Take security and transparency. Are we really overregulated, or are we simply being asked to do what any reasonable customer would expect? If a firm holds biometric data, financial transactions, or personal identifiers, shouldn’t it be standard — not exceptional — to secure that information and explain how it’s used? Regulation has forced businesses to mature faster than they may have liked, but in doing so, it’s also built trust with consumers, clients, and even employees. Accountability is no longer optional. It’s the price of entry to the digital economy.
That said, the frustration from some corners of the C-suite is not entirely misplaced. Regulation can be clunky. It can be duplicative. And yes, it can sometimes feel detached from the operational realities of running a fast-moving tech company. But the answer is not less regulation — it’s smarter, more harmonised regulation. Legislators need to understand the operational tempo of the industries they regulate. Conversely, business leaders must stop hoping the storm will pass and instead invest in sustainable, strategic governance. This isn’t a trend. It’s a tectonic shift.
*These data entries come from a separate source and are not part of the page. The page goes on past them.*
//! Configuration file watcher for hot reload.
//!
//! Only configurations that load and validate are forwarded; a broken edit
//! is logged and the last good configuration stays in effect.

use std::path::{Path, PathBuf};
use std::time::Duration;

use notify::{Config, Event, RecommendedWatcher, RecursiveMode, Watcher};
use tokio::sync::mpsc;

use crate::config::loader::load_config;
use crate::config::schema::ProxyConfig;

/// A watcher that monitors the configuration file for changes.
pub struct ConfigWatcher {
    path: PathBuf,
    update_tx: mpsc::UnboundedSender<ProxyConfig>,
}

impl ConfigWatcher {
    /// Create a new ConfigWatcher.
    ///
    /// Returns the watcher and a receiver for validated configuration updates.
    pub fn new(path: &Path) -> (Self, mpsc::UnboundedReceiver<ProxyConfig>) {
        let (update_tx, update_rx) = mpsc::unbounded_channel();

        (
            Self {
                path: path.to_path_buf(),
                update_tx,
            },
            update_rx,
        )
    }

    /// Start watching. The returned handle must be kept alive.
    pub fn run(self) -> Result<RecommendedWatcher, notify::Error> {
        let tx = self.update_tx;
        let path = self.path.clone();

        let mut watcher = RecommendedWatcher::new(
            move |res: notify::Result<Event>| match res {
                Ok(event) if event.kind.is_modify() || event.kind.is_create() => {
                    tracing::info!(path = %path.display(), "Config file change detected, reloading");
                    match load_config(&path) {
                        Ok(new_config) => {
                            let _ = tx.send(new_config);
                        }
                        Err(e) => {
                            tracing::error!(
                                error = %e,
                                "Failed to reload config, keeping current configuration"
                            );
                        }
                    }
                }
                Ok(_) => {}
                Err(e) => tracing::error!(error = ?e, "Config watch error"),
            },
            Config::default().with_poll_interval(Duration::from_secs(2)),
        )?;

        watcher.watch(&self.path, RecursiveMode::NonRecursive)?;

        tracing::info!(path = ?self.path, "Config watcher started");
        Ok(watcher)
    }
}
We must also rethink the narrative that compliance is the enemy of innovation. On the contrary, the firms thriving under today’s rules are those that have used data governance as a competitive differentiator. They know where their data lives, what it’s worth, and how to use it responsibly. They don’t need to scramble when the auditors come knocking or when customers ask questions. Regulation hasn’t slowed them down — it’s sharpened their edge. It’s forced clarity where there was once only chaos.
So no, I don’t believe we are overregulated. I believe we are in the middle of a long overdue recalibration. The digital economy has grown up, and so must its stewards. If we want to be trusted with the lifeblood of modern society —data— we must accept that trust comes with conditions. Those conditions may be uncomfortable. They may be costly. But they are, in the end, good for business.
The better question isn’t whether we are overregulated. It’s whether we’re ready to stop playing defence and start building data cultures that make regulation a formality, not a firefight. That’s where the real opportunity lies.